#### EXERCISE INPUTS
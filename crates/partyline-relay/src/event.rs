//! Session events and actions.

use crate::{error::RelayError, message::Message};

/// Events the driver feeds into the session state machine.
///
/// The driver is responsible for:
/// - Completing the broker subscription at startup
/// - Draining inbound batches from the bus consumer
/// - Forwarding local shutdown requests
#[derive(Debug, Clone)]
pub enum SessionEvent {
    /// The consumer handle was bound to the topic.
    Subscribed,

    /// A (possibly empty) batch of inbound messages, in arrival order.
    Batch(Vec<Message>),

    /// A poll call failed.
    PollFailed(RelayError),

    /// Local shutdown was requested (user quit, relay dropped).
    CloseRequested,
}

/// Actions the session produces for the driver to execute.
#[derive(Debug, Clone, PartialEq, Eq)]
pub enum SessionAction {
    /// Deliver the message's text to the display surface.
    Forward(Message),

    /// Disable further input acceptance on the display surface.
    DisableInput,

    /// Release the consumer handle. The driver acknowledges completion via
    /// [`Session::complete_close`](crate::Session::complete_close).
    CloseBus,

    /// Surface a recoverable failure on the error-reporting path.
    Report(RelayError),
}
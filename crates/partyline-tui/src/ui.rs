//! UI rendering
//!
//! Rendering functions that convert [`App`] state into terminal output
//! using ratatui widgets. All functions are pure, taking state and
//! emitting widgets into the frame.

use ratatui::{
    Frame,
    layout::{Constraint, Direction, Layout, Rect},
    style::{Color, Modifier, Style},
    text::{Line, Span},
    widgets::{Block, Borders, List, ListItem, Paragraph},
};

use crate::App;

const BORDER_SIZE: u16 = 2;
const PROMPT_WIDTH: u16 = 3; // "> "
const INPUT_LINE_OFFSET_Y: u16 = 1; // inside top border
const RIGHT_PADDING: u16 = 1; // inside right border

/// Render the entire UI.
pub fn render(frame: &mut Frame, app: &App) {
    const TRANSCRIPT_MIN_HEIGHT: u16 = 3;
    const INPUT_HEIGHT: u16 = 3;
    const STATUS_HEIGHT: u16 = 1;

    let chunks = Layout::default()
        .direction(Direction::Vertical)
        .constraints([
            Constraint::Min(TRANSCRIPT_MIN_HEIGHT),
            Constraint::Length(INPUT_HEIGHT),
            Constraint::Length(STATUS_HEIGHT),
        ])
        .split(frame.area());

    let [transcript_area, input_area, status_area] = chunks.as_ref() else {
        return;
    };

    render_transcript(frame, app, *transcript_area);
    render_input(frame, app, *input_area);
    render_status(frame, app, *status_area);
}

/// Render the transcript, pinned to the newest lines.
fn render_transcript(frame: &mut Frame, app: &App, area: Rect) {
    let block = Block::default().borders(Borders::ALL).title(format!(" #{} ", app.topic()));

    let items: Vec<ListItem> = if app.transcript().is_empty() {
        vec![ListItem::new(Line::from(Span::styled(
            "Waiting for messages",
            Style::default().fg(Color::DarkGray),
        )))]
    } else {
        app.transcript().iter().map(|line| ListItem::new(Line::from(line.as_str()))).collect()
    };

    let visible_height = area.height.saturating_sub(BORDER_SIZE) as usize;
    let skip = items.len().saturating_sub(visible_height);
    let visible_items: Vec<_> = items.into_iter().skip(skip).collect();

    frame.render_widget(List::new(visible_items).block(block), area);
}

/// Render the entry line with the cursor, dimmed once entry is disabled.
#[allow(clippy::cast_possible_truncation)]
fn render_input(frame: &mut Frame, app: &App, area: Rect) {
    let style = if app.input_enabled() {
        Style::default().fg(Color::White)
    } else {
        Style::default().fg(Color::DarkGray).add_modifier(Modifier::DIM)
    };

    let block = Block::default().borders(Borders::ALL);
    let paragraph = Paragraph::new(format!("> {}", app.input())).style(style).block(block);
    frame.render_widget(paragraph, area);

    if !app.input_enabled() {
        return;
    }

    let cursor_cols = app.input()[..app.cursor()].chars().count() as u16;
    let available_width = area.width.saturating_sub(PROMPT_WIDTH + RIGHT_PADDING);
    let cursor_offset = cursor_cols.min(available_width);

    let cursor_x = area.x.saturating_add(PROMPT_WIDTH).saturating_add(cursor_offset);
    let cursor_y = area.y.saturating_add(INPUT_LINE_OFFSET_Y);
    let max_x = area.x.saturating_add(area.width).saturating_sub(RIGHT_PADDING);

    frame.set_cursor_position((cursor_x.min(max_x), cursor_y));
}

/// Render the status bar.
fn render_status(frame: &mut Frame, app: &App, area: Rect) {
    let session = if app.input_enabled() {
        Span::styled("Live", Style::default().fg(Color::Green).add_modifier(Modifier::BOLD))
    } else {
        Span::styled("Ended", Style::default().fg(Color::Red))
    };

    let mut spans = vec![Span::raw(" "), session];
    if let Some(status) = app.status() {
        spans.push(Span::styled(format!(" | {status}"), Style::default().fg(Color::Gray)));
    }
    spans.push(Span::styled(
        format!(" | {} lines", app.transcript().len()),
        Style::default().fg(Color::Gray),
    ));

    let paragraph = Paragraph::new(Line::from(spans))
        .style(Style::default().bg(Color::DarkGray).fg(Color::White));
    frame.render_widget(paragraph, area);
}
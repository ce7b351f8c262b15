//! Kafka transport for the bus.
//!
//! Thin wrappers over rdkafka's synchronous `BaseProducer`/`BaseConsumer`
//! pair. Protocol logic stays in the session machine; this module only maps
//! records and classifies failures.

use std::time::{Duration, Instant};

use rdkafka::{
    ClientConfig,
    consumer::{BaseConsumer, Consumer},
    error::{KafkaError, RDKafkaErrorCode},
    message::Message as KafkaMessage,
    producer::{BaseProducer, BaseRecord, Producer},
};

use crate::{
    bus::{BusConsumer, BusProducer},
    config::RelayConfig,
    error::RelayError,
    message::Message,
};

/// Bound on the final delivery flush when closing the producer.
const CLOSE_FLUSH_TIMEOUT: Duration = Duration::from_secs(5);

/// Establish producer and consumer handles against the configured broker.
///
/// Fails fast and loudly with [`RelayError::Connection`]; nothing is
/// retried here.
pub fn connect(config: &RelayConfig) -> Result<(KafkaProducer, KafkaConsumer), RelayError> {
    let consumer: BaseConsumer = ClientConfig::new()
        .set("bootstrap.servers", &config.bootstrap_servers)
        .set("group.id", &config.group_id)
        .set("auto.offset.reset", config.offset_reset.as_str())
        .set("enable.auto.commit", "true")
        .create()
        .map_err(|e| RelayError::Connection(e.to_string()))?;

    let producer: BaseProducer = ClientConfig::new()
        .set("bootstrap.servers", &config.bootstrap_servers)
        .create()
        .map_err(|e| RelayError::Connection(e.to_string()))?;

    Ok((KafkaProducer { inner: producer, closed: false }, KafkaConsumer {
        inner: consumer,
        closed: false,
    }))
}

/// Whether a consumer-side error indicates a dead connection rather than a
/// transient per-message failure.
fn is_connection_fatal(error: &KafkaError) -> bool {
    matches!(
        error.rdkafka_error_code(),
        Some(
            RDKafkaErrorCode::AllBrokersDown
                | RDKafkaErrorCode::Authentication
                | RDKafkaErrorCode::Fatal
        )
    )
}

/// Producer handle backed by rdkafka.
pub struct KafkaProducer {
    inner: BaseProducer,
    closed: bool,
}

impl BusProducer for KafkaProducer {
    fn publish(&self, topic: &str, key: Option<&str>, value: &str) -> Result<(), RelayError> {
        if self.closed {
            return Err(RelayError::Publish("producer handle is closed".to_string()));
        }

        let mut record: BaseRecord<'_, str, str> = BaseRecord::to(topic).payload(value);
        if let Some(key) = key {
            record = record.key(key);
        }
        self.inner.send(record).map_err(|(e, _)| RelayError::Publish(e.to_string()))?;

        // Serve delivery callbacks without blocking the caller.
        self.inner.poll(Duration::ZERO);
        Ok(())
    }

    fn close(&mut self) {
        if self.closed {
            return;
        }
        self.closed = true;
        if let Err(error) = self.inner.flush(CLOSE_FLUSH_TIMEOUT) {
            tracing::warn!(%error, "producer flush failed during close");
        }
    }
}

/// Consumer handle backed by rdkafka.
pub struct KafkaConsumer {
    inner: BaseConsumer,
    closed: bool,
}

impl BusConsumer for KafkaConsumer {
    fn subscribe(&mut self, topic: &str) -> Result<(), RelayError> {
        if self.closed {
            return Err(RelayError::Connection("consumer handle is closed".to_string()));
        }
        self.inner.subscribe(&[topic]).map_err(|e| RelayError::Connection(e.to_string()))
    }

    fn poll(&mut self, timeout: Duration) -> Result<Vec<Message>, RelayError> {
        if self.closed {
            return Ok(Vec::new());
        }

        let deadline = Instant::now() + timeout;
        let mut batch = Vec::new();
        loop {
            let Some(wait) = poll_wait(batch.is_empty(), Instant::now(), deadline) else {
                break;
            };

            match self.inner.poll(wait) {
                None => break,
                Some(Ok(record)) => {
                    let payload = record.payload().unwrap_or_default();
                    match utf8_payload(payload, record.partition(), record.offset()) {
                        Ok(value) => batch.push(Message {
                            topic: record.topic().to_string(),
                            key: record
                                .key()
                                .and_then(|k| std::str::from_utf8(k).ok())
                                .map(str::to_string),
                            value: value.to_string(),
                            partition: record.partition(),
                            offset: record.offset(),
                        }),
                        Err(error) => {
                            if batch.is_empty() {
                                return Err(error);
                            }
                            // The bad record was already consumed; deliver
                            // what was drained before it.
                            tracing::warn!(%error, "malformed record after partial batch");
                            break;
                        },
                    }
                },
                Some(Err(error)) => {
                    if batch.is_empty() {
                        return Err(RelayError::Poll {
                            message: error.to_string(),
                            fatal: is_connection_fatal(&error),
                        });
                    }
                    // Deliver what we already drained; the error will
                    // resurface on the next poll if it persists.
                    tracing::warn!(%error, "poll error after partial batch");
                    break;
                },
            }
        }
        Ok(batch)
    }

    fn close(&mut self) {
        if self.closed {
            return;
        }
        self.closed = true;
        self.inner.unsubscribe();
    }
}

/// Wait budget for the next underlying poll call.
///
/// An empty batch waits out the remaining deadline. Once something was
/// drained only already-buffered records are taken, so the batch is handed
/// back at the cadence the broker delivered it instead of sitting on it
/// until the deadline. `None` means the deadline elapsed.
fn poll_wait(batch_empty: bool, now: Instant, deadline: Instant) -> Option<Duration> {
    if !batch_empty {
        return Some(Duration::ZERO);
    }
    if now >= deadline {
        return None;
    }
    Some(deadline - now)
}

/// Decode a record payload, classifying non-UTF-8 as a transient poll
/// failure.
fn utf8_payload(payload: &[u8], partition: i32, offset: i64) -> Result<&str, RelayError> {
    std::str::from_utf8(payload).map_err(|error| RelayError::Poll {
        message: format!("non-UTF-8 payload at partition {partition} offset {offset}: {error}"),
        fatal: false,
    })
}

#### TASK TO COMPLETE
Where does the string "next" occur in the listing above? Return every line that contains it.

#### ANSWER TO THE PROBLEM
                    // resurface on the next poll if it persists.
/// Wait budget for the next underlying poll call.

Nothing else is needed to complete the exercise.